En un país cuya población apenas ha crecido en los últimos años, da que pensar que las tasas de suicidio sigan aumentando. Y no es un problema solo de salud mental, sino de salud pública general.
Nos afecta a todos como sociedad, porque son el resultado de muchas omisiones. Tiene difícil solución, entre otras cosas porque no existe receta mágica. Cuesta creer que exista una única causa que lleve a alguien a quitarse la vida. Es probable, más bien, que confluyan diversas circunstancias que desencadenan la decisión fatal.
Una forma de contrarrestar la depresión, los trastornos mentales, la soledad extrema, laviolencia o el estrés emocional es, pienso, mediante el apoyo familiar. Con sus fortalezas y debilidades, los padres, los hermanos y tíos, los abuelos… todos ellos, a su manera, pueden tejer una útil red de soporte e incluso salvación para quienes están al borde del precipicio, conscientemente o no.
Otra reflexión que me hago es que pocos de quienes optaron por suicidarse deseaban, como tal, la muerte. Es muy probable que sólo buscaran interrumpir un sufrimiento insoportable, una desesperanza agónica, un acoso escolar muy opresivo o espoleado por las redes sociales.

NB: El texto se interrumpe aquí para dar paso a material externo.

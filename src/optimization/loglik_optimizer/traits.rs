//! Public API surface for log-likelihood maximization.
//!
//! - [`LogLikelihood`]: trait implemented by objectives (model × data × penalty).
//! - [`MLEOptions`] and [`Tolerances`]: configuration for the optimizer.
//! - [`LineSearcher`]: choice of line search used by L-BFGS.
//! - [`OptimOutcome`]: normalized result returned by [`maximize`](super::maximize).
//!
//! Convention: we *maximize* `ℓ(θ)` by minimizing the cost `c(θ) = -ℓ(θ)`. If an
//! analytic gradient is provided, it should be the gradient of `ℓ`; the adapter
//! flips the sign as needed.
use crate::optimization::{
    errors::{OptError, OptResult},
    loglik_optimizer::{
        Cost, FnEvalMap, Grad, Theta,
        validation::{validate_theta_hat, validate_value, verify_tol_cost, verify_tol_grad},
    },
};
use argmin::core::{TerminationReason, TerminationStatus};
use argmin_math::ArgminL2Norm;
use std::str::FromStr;

/// Objective interface consumed by the optimizer.
///
/// - `type Data`: payload carried into `value`/`grad`/`check`.
///
/// Required:
/// - `value(&Theta, &Data) -> OptResult<Cost>`: evaluate `ℓ(θ)`. Values may be
///   non-finite; the solvers treat those points as infeasible.
/// - `check(&Theta, &Data) -> OptResult<()>`: validation hook called once
///   before optimization.
///
/// Optional:
/// - `grad(&Theta, &Data) -> OptResult<Grad>`: analytic gradient `∇ℓ(θ)`.
///   Without it, finite differences of the cost are used.
pub trait LogLikelihood {
    type Data;

    // Required methods
    fn value(&self, theta: &Theta, data: &Self::Data) -> OptResult<Cost>;
    fn check(&self, theta: &Theta, data: &Self::Data) -> OptResult<()>;

    // Optional methods
    fn grad(&self, _theta: &Theta, _data: &Self::Data) -> OptResult<Grad> {
        Err(OptError::GradientNotImplemented)
    }
}

/// Choice of line search used inside the L-BFGS solver.
///
/// Parsing is case-insensitive (`"MoreThuente"`, `"HagerZhang"`); unknown
/// names return `OptError::InvalidLineSearch`.
#[derive(Debug, Clone, Copy, PartialEq, Eq, Default)]
pub enum LineSearcher {
    #[default]
    MoreThuente,
    HagerZhang,
}

impl FromStr for LineSearcher {
    type Err = OptError;

    fn from_str(s: &str) -> Result<Self, Self::Err> {
        match s.to_lowercase().as_str() {
            "morethuente" => Ok(LineSearcher::MoreThuente),
            "hagerzhang" => Ok(LineSearcher::HagerZhang),
            _ => Err(OptError::InvalidLineSearch {
                name: s.to_string(),
                reason: "Valid options are case insensitive 'MoreThuente' or 'HagerZhang'.",
            }),
        }
    }
}

/// Default initial simplex edge (in θ units) for the Nelder–Mead fallback.
pub const DEFAULT_SIMPLEX_STEP: f64 = 0.25;

/// Optimizer-level configuration.
///
/// Fields:
/// - `tols`: tolerances and iteration limits shared by both solvers.
/// - `line_searcher`: line search used by L-BFGS.
/// - `verbose`: attach a slog observer (behind the `obs_slog` feature).
/// - `lbfgs_mem`: L-BFGS history size, `None` for [`DEFAULT_LBFGS_MEM`](super::DEFAULT_LBFGS_MEM).
/// - `nelder_mead_fallback`: rerun with Nelder–Mead when L-BFGS fails.
/// - `simplex_step`: initial simplex edge for Nelder–Mead.
///
/// Default:
/// - `tols`: `tol_grad = 1e-7`, `tol_cost = 1e-12`, `max_iter = 2000`
/// - `line_searcher`: `MoreThuente`
/// - `nelder_mead_fallback`: `true`, `simplex_step`: `0.25`
#[derive(Debug, Clone, PartialEq)]
pub struct MLEOptions {
    pub tols: Tolerances,
    pub line_searcher: LineSearcher,
    pub verbose: bool,
    pub lbfgs_mem: Option<usize>,
    pub nelder_mead_fallback: bool,
    pub simplex_step: f64,
}

impl MLEOptions {
    /// Create validated optimizer options with the fallback enabled.
    ///
    /// # Errors
    /// - [`OptError::InvalidLBFGSMem`] if `lbfgs_mem == Some(0)`.
    pub fn new(
        tols: Tolerances, line_searcher: LineSearcher, lbfgs_mem: Option<usize>,
    ) -> OptResult<Self> {
        if let Some(m) = lbfgs_mem {
            if m == 0 {
                return Err(OptError::InvalidLBFGSMem {
                    mem: m,
                    reason: "L-BFGS memory must be greater than zero.",
                });
            }
        }
        Ok(Self {
            tols,
            line_searcher,
            verbose: false,
            lbfgs_mem,
            nelder_mead_fallback: true,
            simplex_step: DEFAULT_SIMPLEX_STEP,
        })
    }

    /// Replace the Nelder–Mead settings.
    ///
    /// # Errors
    /// - [`OptError::InvalidSimplexStep`] if `simplex_step` is not finite and
    ///   strictly positive.
    pub fn with_fallback(mut self, enabled: bool, simplex_step: f64) -> OptResult<Self> {
        if !simplex_step.is_finite() || simplex_step <= 0.0 {
            return Err(OptError::InvalidSimplexStep {
                step: simplex_step,
                reason: "Simplex step must be finite and positive.",
            });
        }
        self.nelder_mead_fallback = enabled;
        self.simplex_step = simplex_step;
        Ok(self)
    }
}

impl Default for MLEOptions {
    fn default() -> Self {
        Self {
            tols: Tolerances { tol_grad: Some(1e-7), tol_cost: Some(1e-12), max_iter: Some(2000) },
            line_searcher: LineSearcher::MoreThuente,
            verbose: false,
            lbfgs_mem: None,
            nelder_mead_fallback: true,
            simplex_step: DEFAULT_SIMPLEX_STEP,
        }
    }
}

/// Numerical tolerances and iteration limits used by the optimizer.
///
/// - `tol_grad`: L-BFGS stops when the gradient norm falls below this value.
/// - `tol_cost`: L-BFGS stops on a smaller cost change; Nelder–Mead uses it
///   as the simplex cost standard-deviation tolerance.
/// - `max_iter`: hard cap on the number of iterations.
///
/// At least one of the three must be provided (see [`Tolerances::new`]).
#[derive(Debug, Clone, Copy, PartialEq)]
pub struct Tolerances {
    pub tol_grad: Option<f64>,
    pub tol_cost: Option<f64>,
    pub max_iter: Option<usize>,
}

impl Tolerances {
    /// Construct validated tolerances.
    ///
    /// # Errors
    /// - [`OptError::NoTolerancesProvided`] if all three are `None`.
    /// - [`OptError::InvalidTolGrad`] / [`OptError::InvalidTolCost`] for
    ///   non-finite or non-positive tolerances.
    /// - [`OptError::InvalidMaxIter`] if `max_iter == 0`.
    pub fn new(
        tol_grad: Option<f64>, tol_cost: Option<f64>, max_iter: Option<usize>,
    ) -> OptResult<Self> {
        if tol_grad.is_none() && tol_cost.is_none() && max_iter.is_none() {
            return Err(OptError::NoTolerancesProvided);
        }
        verify_tol_cost(tol_cost)?;
        verify_tol_grad(tol_grad)?;
        if let Some(max_iter) = max_iter {
            if max_iter == 0 {
                return Err(OptError::InvalidMaxIter {
                    max_iter,
                    reason: "Maximum iterations must be greater than zero.",
                });
            }
        }
        Ok(Self { tol_grad, tol_cost, max_iter })
    }
}

/// Canonical result returned by `maximize`.
///
/// - `theta_hat`: best parameter vector found.
/// - `value`: best objective value `ℓ(θ̂)` (not the cost).
/// - `converged`: `true` when the solver met a convergence criterion; hitting
///   the iteration cap is reported as not converged.
/// - `status`: human-readable termination status.
/// - `solver`: name of the solver that produced the result.
/// - `iterations`, `fn_evals`: counters reported by argmin.
/// - `grad_norm`: norm of the last available gradient, if present.
#[derive(Debug, Clone, PartialEq)]
pub struct OptimOutcome {
    pub theta_hat: Theta,
    pub value: f64,
    pub converged: bool,
    pub status: String,
    pub solver: &'static str,
    pub iterations: usize,
    pub fn_evals: FnEvalMap,
    pub grad_norm: Option<f64>,
}

impl OptimOutcome {
    /// Build a validated [`OptimOutcome`] from raw solver state.
    ///
    /// # Errors
    /// - Propagates validation errors for `theta_hat` or `value`.
    pub fn new(
        theta_hat_opt: Option<Theta>, value: f64, termination: TerminationStatus,
        solver: &'static str, iterations: u64, fn_evals: FnEvalMap, grad: Option<Grad>,
    ) -> OptResult<Self> {
        let theta_hat = validate_theta_hat(theta_hat_opt)?;
        validate_value(value)?;
        let converged = match &termination {
            TerminationStatus::NotTerminated => false,
            TerminationStatus::Terminated(reason) => {
                !matches!(reason, TerminationReason::MaxItersReached)
            }
        };
        let status = match &termination {
            TerminationStatus::NotTerminated => "Not terminated".to_string(),
            TerminationStatus::Terminated(reason) => format!("{reason:?}"),
        };
        let grad_norm = grad.map(|g| g.l2_norm());
        Ok(Self {
            theta_hat,
            value,
            converged,
            status,
            solver,
            iterations: iterations as usize,
            fn_evals,
            grad_norm,
        })
    }
}
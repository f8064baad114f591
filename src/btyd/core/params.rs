//! Named parameter vectors and per-parameter fitting metadata.
//!
//! Purpose
//! -------
//! Carry fitted parameters as an ordered, named mapping (the form users,
//! logs and persisted state see) and describe how each parameter is fitted:
//! its optimizer link and whether it is measured in time units.
//!
//! Key behaviors
//! -------------
//! - [`ParamVector`]: ordered `(name, value)` pairs with lookup, ordered
//!   extraction ([`ParamVector::unload`]) and a compact `Display`.
//! - [`ParamSpec`]: name, [`ParamTransform`] and a `time_scaled` flag for
//!   one parameter.
//! - [`ModelParams`]: conversion between a model's typed parameter struct
//!   and its [`ParamVector`].
//! - [`positive_param`]: shared guard for strictly positive parameters.
//!
//! Invariants & assumptions
//! ------------------------
//! - Names within a vector are unique; order is the model's declared order.
//! - A `time_scaled` parameter is a rate in inverse time units: after a fit
//!   on data divided by `scale`, its value is multiplied by `scale`.
//!
//! Testing notes
//! -------------
//! - Unit tests cover construction guards, `unload` ordering and failures,
//!   and the `Display` form.
use crate::{
    btyd::errors::{BtydError, BtydResult},
    optimization::numerical_stability::transformations::ParamTransform,
};
use ndarray::Array1;
use serde::{Deserialize, Serialize};
use std::fmt;

/// How one parameter is fitted.
#[derive(Debug, Clone, PartialEq, Eq)]
pub struct ParamSpec {
    pub name: String,
    pub transform: ParamTransform,
    pub time_scaled: bool,
}

impl ParamSpec {
    /// Strictly positive parameter linked through `exp`.
    pub fn positive(name: impl Into<String>) -> Self {
        Self { name: name.into(), transform: ParamTransform::Positive, time_scaled: false }
    }

    /// Positive parameter measured in inverse time units.
    pub fn time_scaled(name: impl Into<String>) -> Self {
        Self { name: name.into(), transform: ParamTransform::Positive, time_scaled: true }
    }

    /// Real-valued coefficient linked through the identity.
    pub fn unconstrained(name: impl Into<String>) -> Self {
        Self { name: name.into(), transform: ParamTransform::Unconstrained, time_scaled: false }
    }

    /// Parameter constrained to `(1, ∞)`.
    pub fn shifted_positive(name: impl Into<String>) -> Self {
        Self { name: name.into(), transform: ParamTransform::ShiftedPositive, time_scaled: false }
    }

    /// Generic starting value: the image of `θ = 0` under the transform.
    pub fn default_value(&self) -> f64 {
        self.transform.to_model(0.0)
    }
}

/// Ordered, named parameter values.
#[derive(Debug, Clone, PartialEq, Default, Serialize, Deserialize)]
pub struct ParamVector {
    entries: Vec<(String, f64)>,
}

impl ParamVector {
    /// Pair names with values.
    ///
    /// # Errors
    /// - `BtydError::ParamCountMismatch` when the lengths differ.
    pub fn new(names: Vec<String>, values: &[f64]) -> BtydResult<Self> {
        if names.len() != values.len() {
            return Err(BtydError::ParamCountMismatch {
                expected: names.len(),
                found: values.len(),
            });
        }
        Ok(Self { entries: names.into_iter().zip(values.iter().copied()).collect() })
    }

    /// Build from `(name, value)` pairs in order.
    pub fn from_pairs<S: Into<String>>(pairs: impl IntoIterator<Item = (S, f64)>) -> Self {
        Self { entries: pairs.into_iter().map(|(n, v)| (n.into(), v)).collect() }
    }

    pub fn len(&self) -> usize {
        self.entries.len()
    }

    pub fn is_empty(&self) -> bool {
        self.entries.is_empty()
    }

    /// Value of `name`.
    ///
    /// # Errors
    /// - `BtydError::MissingParam` if absent.
    pub fn get(&self, name: &str) -> BtydResult<f64> {
        self.entries
            .iter()
            .find(|(n, _)| n == name)
            .map(|(_, v)| *v)
            .ok_or_else(|| BtydError::MissingParam { name: name.to_string() })
    }

    /// Values of `names`, in the requested order.
    ///
    /// # Errors
    /// - `BtydError::NotFitted` on an empty vector.
    /// - `BtydError::MissingParam` for the first unknown name.
    pub fn unload(&self, names: &[&str]) -> BtydResult<Vec<f64>> {
        if self.is_empty() {
            return Err(BtydError::NotFitted);
        }
        names.iter().map(|name| self.get(name)).collect()
    }

    pub fn names(&self) -> impl Iterator<Item = &str> {
        self.entries.iter().map(|(n, _)| n.as_str())
    }

    pub fn values(&self) -> Array1<f64> {
        self.entries.iter().map(|(_, v)| *v).collect()
    }

    pub fn iter(&self) -> impl Iterator<Item = (&str, f64)> {
        self.entries.iter().map(|(n, v)| (n.as_str(), *v))
    }

    /// Values of all entries whose name starts with `prefix`, in order.
    pub fn values_with_prefix(&self, prefix: &str) -> Vec<f64> {
        self.entries.iter().filter(|(n, _)| n.starts_with(prefix)).map(|(_, v)| *v).collect()
    }
}

impl fmt::Display for ParamVector {
    fn fmt(&self, f: &mut fmt::Formatter<'_>) -> fmt::Result {
        let mut first = true;
        for (name, value) in &self.entries {
            if !first {
                f.write_str(", ")?;
            }
            first = false;
            write!(f, "{name}: {value:?}")?;
        }
        Ok(())
    }
}

/// Conversion between a model's typed parameters and a [`ParamVector`].
pub trait ModelParams: Sized + Clone + fmt::Debug + PartialEq {
    fn to_vector(&self) -> ParamVector;

    /// Rebuild and validate typed parameters from named values.
    ///
    /// # Errors
    /// - `BtydError::NotFitted` for an empty vector.
    /// - `BtydError::MissingParam` / `BtydError::InvalidParams` for absent
    ///   or out-of-range entries.
    fn from_vector(vector: &ParamVector) -> BtydResult<Self>;
}

/// Require a finite, strictly positive parameter value.
pub fn positive_param(name: &str, value: f64) -> BtydResult<f64> {
    if !value.is_finite() || value <= 0.0 {
        return Err(BtydError::InvalidParams {
            name: name.to_string(),
            value,
            reason: "must be finite and strictly positive",
        });
    }
    Ok(value)
}

/// Require a finite parameter value.
pub fn finite_param(name: &str, value: f64) -> BtydResult<f64> {
    if !value.is_finite() {
        return Err(BtydError::InvalidParams {
            name: name.to_string(),
            value,
            reason: "must be finite",
        });
    }
    Ok(value)
}

#[cfg(test)]
mod tests {
    use super::*;

    // -------------------------------------------------------------------------
    // Scope
    // -----
    // - `unload` ordering, empty-vector and missing-name failures.
    // - `Display` formatting and constructor guards.
    // -------------------------------------------------------------------------

    #[test]
    // Purpose
    // -------
    // `unload` returns values in the requested order, not storage order.
    //
    // Given
    // -----
    // - x = 12.3, y = 42.
    //
    // Expect
    // ------
    // - `unload(["y", "x"]) == [42, 12.3]`; a missing name errors.
    fn unload_follows_requested_order() {
        let params = ParamVector::from_pairs([("x", 12.3), ("y", 42.0)]);
        assert_eq!(params.unload(&["y", "x"]), Ok(vec![42.0, 12.3]));
        assert_eq!(
            params.unload(&["z"]),
            Err(BtydError::MissingParam { name: "z".to_string() })
        );
    }

    #[test]
    // Purpose
    // -------
    // An empty vector means the model was never fitted.
    //
    // Given
    // -----
    // - `ParamVector::default()`.
    //
    // Expect
    // ------
    // - `unload` fails with `NotFitted`.
    fn empty_vector_is_not_fitted() {
        assert_eq!(ParamVector::default().unload(&["x"]), Err(BtydError::NotFitted));
    }

    #[test]
    // Purpose
    // -------
    // Display lists `name: value` pairs in order.
    //
    // Given
    // -----
    // - x = 12.3, y = 42.
    //
    // Expect
    // ------
    // - "x: 12.3, y: 42.0".
    fn display_lists_pairs() {
        let params = ParamVector::from_pairs([("x", 12.3), ("y", 42.0)]);
        assert_eq!(params.to_string(), "x: 12.3, y: 42.0");
    }

    #[test]
    // Purpose
    // -------
    // Construction and value guards reject bad input.
    //
    // Given
    // -----
    // - Two names with one value; a zero "alpha"; an infinite coefficient.
    //
    // Expect
    // ------
    // - `ParamCountMismatch`, then `InvalidParams` twice.
    fn guards_reject_bad_values() {
        let err = ParamVector::new(vec!["a".into(), "b".into()], &[1.0]);
        assert_eq!(err, Err(BtydError::ParamCountMismatch { expected: 2, found: 1 }));
        assert!(matches!(positive_param("alpha", 0.0), Err(BtydError::InvalidParams { .. })));
        assert!(matches!(finite_param("gamma", f64::INFINITY), Err(BtydError::InvalidParams { .. })));
        assert_eq!(positive_param("alpha", 2.0), Ok(2.0));
    }
}
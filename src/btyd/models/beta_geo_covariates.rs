//! BG/NBD with covariates — log-linear links on the latent parameters.
//!
//! Purpose
//! -------
//! Extend BG/NBD with per-subject covariates: transaction covariates scale
//! the Gamma rate of the purchase process, dropout covariates scale both
//! shapes of the dropout Beta.
//!
//! Key behaviors
//! -------------
//! - Individual parameters are
//!   `α_i = α₀ · exp(-γ_trᵀ x_tr,i)`, `a_i = a₀ · exp(γ_aᵀ x_do,i)`,
//!   `b_i = b₀ · exp(γ_bᵀ x_do,i)`; `r` is shared.
//! - [`BetaGeoCovariateParams::for_subject`] returns the individual
//!   [`BetaGeoParams`], so every BG/NBD formula is available per subject.
//! - [`BetaGeoCovariates`] implements [`BtydModel`] on [`CovariateData`];
//!   `α₀` is time-scaled, coefficients are unconstrained.
//!
//! Invariants & assumptions
//! ------------------------
//! - Parameter layout: `r, alpha0, a0, b0`, then `gamma_tr_{k}` per
//!   transaction covariate, then `gamma_a_{j}` and `gamma_b_{j}` per
//!   dropout covariate.
//! - With all coefficients zero the model coincides with BG/NBD.
//!
//! Testing notes
//! -------------
//! - Unit tests check the zero-coefficient reduction, the link directions
//!   and the named-vector round trip.
use crate::btyd::{
    core::{
        data::{CovariateData, FitData},
        params::{ModelParams, ParamSpec, ParamVector, finite_param, positive_param},
    },
    errors::{BtydError, BtydResult},
    models::{
        beta_geo::BetaGeoParams,
        traits::{BtydModel, ModelKind, PurchaseModel},
    },
};
use ndarray::{Array1, ArrayView1};
use serde::{Deserialize, Serialize};

const TRANSACTION_PREFIX: &str = "gamma_tr_";
const DROPOUT_A_PREFIX: &str = "gamma_a_";
const DROPOUT_B_PREFIX: &str = "gamma_b_";

/// Covariate BG/NBD model descriptor.
#[derive(Debug, Clone, Copy, Default, PartialEq, Eq, Serialize, Deserialize)]
pub struct BetaGeoCovariates;

/// Fitted covariate BG/NBD parameters.
///
/// - `gamma_transaction`: one coefficient per transaction covariate.
/// - `gamma_dropout_a`, `gamma_dropout_b`: one coefficient each per dropout
///   covariate.
#[derive(Debug, Clone, PartialEq, Serialize, Deserialize)]
pub struct BetaGeoCovariateParams {
    pub r: f64,
    pub alpha0: f64,
    pub a0: f64,
    pub b0: f64,
    pub gamma_transaction: Array1<f64>,
    pub gamma_dropout_a: Array1<f64>,
    pub gamma_dropout_b: Array1<f64>,
}

impl BetaGeoCovariateParams {
    /// Validated constructor.
    ///
    /// # Errors
    /// - `BtydError::InvalidParams` for non-positive baselines or
    ///   non-finite coefficients.
    /// - `BtydError::ParamCountMismatch` if the two dropout coefficient
    ///   vectors differ in length.
    pub fn new(
        r: f64, alpha0: f64, a0: f64, b0: f64, gamma_transaction: Array1<f64>,
        gamma_dropout_a: Array1<f64>, gamma_dropout_b: Array1<f64>,
    ) -> BtydResult<Self> {
        if gamma_dropout_a.len() != gamma_dropout_b.len() {
            return Err(BtydError::ParamCountMismatch {
                expected: gamma_dropout_a.len(),
                found: gamma_dropout_b.len(),
            });
        }
        let coefficients = [
            (TRANSACTION_PREFIX, &gamma_transaction),
            (DROPOUT_A_PREFIX, &gamma_dropout_a),
            (DROPOUT_B_PREFIX, &gamma_dropout_b),
        ];
        for (prefix, values) in coefficients {
            for (k, &value) in values.iter().enumerate() {
                finite_param(&format!("{prefix}{k}"), value)?;
            }
        }
        Ok(Self {
            r: positive_param("r", r)?,
            alpha0: positive_param("alpha0", alpha0)?,
            a0: positive_param("a0", a0)?,
            b0: positive_param("b0", b0)?,
            gamma_transaction,
            gamma_dropout_a,
            gamma_dropout_b,
        })
    }

    /// Individual BG/NBD parameters for one covariate row pair.
    ///
    /// # Errors
    /// - `BtydError::CovariateWidth` if a row does not have the fitted
    ///   number of transaction or dropout covariates.
    pub fn for_subject(
        &self, transaction_row: ArrayView1<'_, f64>, dropout_row: ArrayView1<'_, f64>,
    ) -> BtydResult<BetaGeoParams> {
        self.check_widths(transaction_row.len(), dropout_row.len())?;
        Ok(self.individual(transaction_row, dropout_row))
    }

    /// Conditional expected purchases for every subject of `data`.
    ///
    /// # Errors
    /// - `BtydError::CovariateWidth` if `data` has other covariate counts
    ///   than the fitted coefficients.
    pub fn conditional_expected_number_of_purchases_batch(
        &self, t: f64, data: &CovariateData,
    ) -> BtydResult<Array1<f64>> {
        self.map_subjects(data, |params, (x, t_x, age)| {
            params.conditional_expected_number_of_purchases_up_to_time(t, x, t_x, age)
        })
    }

    /// Probability alive for every subject of `data`.
    ///
    /// # Errors
    /// - `BtydError::CovariateWidth` on a covariate count mismatch.
    pub fn conditional_probability_alive_batch(
        &self, data: &CovariateData,
    ) -> BtydResult<Array1<f64>> {
        self.map_subjects(data, |params, (x, t_x, age)| {
            params.conditional_probability_alive(x, t_x, age)
        })
    }

    /// Apply `f` to each subject's individual parameters and history.
    ///
    /// # Errors
    /// - `BtydError::CovariateWidth` if the covariate matrices of `data` do
    ///   not match the coefficient vectors; no subject is evaluated then.
    pub fn map_subjects<F>(&self, data: &CovariateData, f: F) -> BtydResult<Array1<f64>>
    where
        F: Fn(&BetaGeoParams, (f64, f64, f64)) -> f64,
    {
        self.check_widths(data.n_transaction_covariates(), data.n_dropout_covariates())?;
        Ok(data
            .summary
            .rows()
            .enumerate()
            .map(|(i, row)| {
                let params = self.individual(
                    data.transaction_covariates.row(i),
                    data.dropout_covariates.row(i),
                );
                f(&params, row)
            })
            .collect())
    }

    // ---- Helper methods ----

    fn check_widths(&self, n_transaction: usize, n_dropout: usize) -> BtydResult<()> {
        for (matrix, expected, found) in [
            ("transaction_covariates", self.gamma_transaction.len(), n_transaction),
            ("dropout_covariates", self.gamma_dropout_a.len(), n_dropout),
        ] {
            if found != expected {
                return Err(BtydError::CovariateWidth { matrix, expected, found });
            }
        }
        Ok(())
    }

    fn individual(
        &self, transaction_row: ArrayView1<'_, f64>, dropout_row: ArrayView1<'_, f64>,
    ) -> BetaGeoParams {
        BetaGeoParams {
            r: self.r,
            alpha: self.alpha0 * (-self.gamma_transaction.dot(&transaction_row)).exp(),
            a: self.a0 * self.gamma_dropout_a.dot(&dropout_row).exp(),
            b: self.b0 * self.gamma_dropout_b.dot(&dropout_row).exp(),
        }
    }
}

fn coefficient_names(prefix: &str, count: usize) -> impl Iterator<Item = String> + '_ {
    (0..count).map(move |k| format!("{prefix}{k}"))
}

impl ModelParams for BetaGeoCovariateParams {
    fn to_vector(&self) -> ParamVector {
        let mut pairs = vec![
            ("r".to_string(), self.r),
            ("alpha0".to_string(), self.alpha0),
            ("a0".to_string(), self.a0),
            ("b0".to_string(), self.b0),
        ];
        for (prefix, values) in [
            (TRANSACTION_PREFIX, &self.gamma_transaction),
            (DROPOUT_A_PREFIX, &self.gamma_dropout_a),
            (DROPOUT_B_PREFIX, &self.gamma_dropout_b),
        ] {
            pairs.extend(coefficient_names(prefix, values.len()).zip(values.iter().copied()));
        }
        ParamVector::from_pairs(pairs)
    }

    fn from_vector(vector: &ParamVector) -> BtydResult<Self> {
        let base = vector.unload(&["r", "alpha0", "a0", "b0"])?;
        let gamma_transaction = Array1::from(vector.values_with_prefix(TRANSACTION_PREFIX));
        let gamma_dropout_a = Array1::from(vector.values_with_prefix(DROPOUT_A_PREFIX));
        let gamma_dropout_b = Array1::from(vector.values_with_prefix(DROPOUT_B_PREFIX));
        let expected =
            4 + gamma_transaction.len() + gamma_dropout_a.len() + gamma_dropout_b.len();
        if vector.len() != expected {
            return Err(BtydError::ParamCountMismatch { expected, found: vector.len() });
        }
        Self::new(
            base[0],
            base[1],
            base[2],
            base[3],
            gamma_transaction,
            gamma_dropout_a,
            gamma_dropout_b,
        )
    }
}

impl BtydModel for BetaGeoCovariates {
    type Data = CovariateData;
    type Params = BetaGeoCovariateParams;

    const KIND: ModelKind = ModelKind::BetaGeoCovariates;

    fn param_specs(&self, data: &CovariateData) -> Vec<ParamSpec> {
        let mut specs = vec![
            ParamSpec::positive("r"),
            ParamSpec::time_scaled("alpha0"),
            ParamSpec::positive("a0"),
            ParamSpec::positive("b0"),
        ];
        let k_tr = data.n_transaction_covariates();
        let k_do = data.n_dropout_covariates();
        specs.extend(coefficient_names(TRANSACTION_PREFIX, k_tr).map(ParamSpec::unconstrained));
        specs.extend(coefficient_names(DROPOUT_A_PREFIX, k_do).map(ParamSpec::unconstrained));
        specs.extend(coefficient_names(DROPOUT_B_PREFIX, k_do).map(ParamSpec::unconstrained));
        specs
    }

    fn log_likelihood_terms(
        &self, params: &BetaGeoCovariateParams, data: &CovariateData,
    ) -> Array1<f64> {
        // Coefficients that do not match the data give NaN terms, which the
        // objective treats as an infeasible point.
        params
            .map_subjects(data, |individual, (x, t_x, age)| individual.log_likelihood(x, t_x, age))
            .unwrap_or_else(|_| Array1::from_elem(data.n_subjects(), f64::NAN))
    }
}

De nuevo, aquí sí existe una forma de combatir la desidia y el bajón anímico: mediante la educación. Me refiero a la educación cultural y en valores. Porque, de alguna manera, cuando los seres humanos comprendemos el origen y el sentido de todo aquello que nos incomoda, afrontamos mejor la adversidad y prevenimos que la tristeza se expanda más de la cuenta. Resulta crucial identificar cuáles son los factores de riesgo y aprender a manejarlos de la forma más satisfactoria posible.
Para los cristianos, el mensaje de Jesús en la Cruz resulta claro y enormemente aleccionador, aunque por momentos lo olvidemos. No en vano, Él sudó sangre pocas horas antes de afrontar la flagelación, consciente del dolor y sufrimiento que le tocaría cargar sobre sus espaldas. Al recordar eso, al creer en eso, el bien supera al mal por elevación.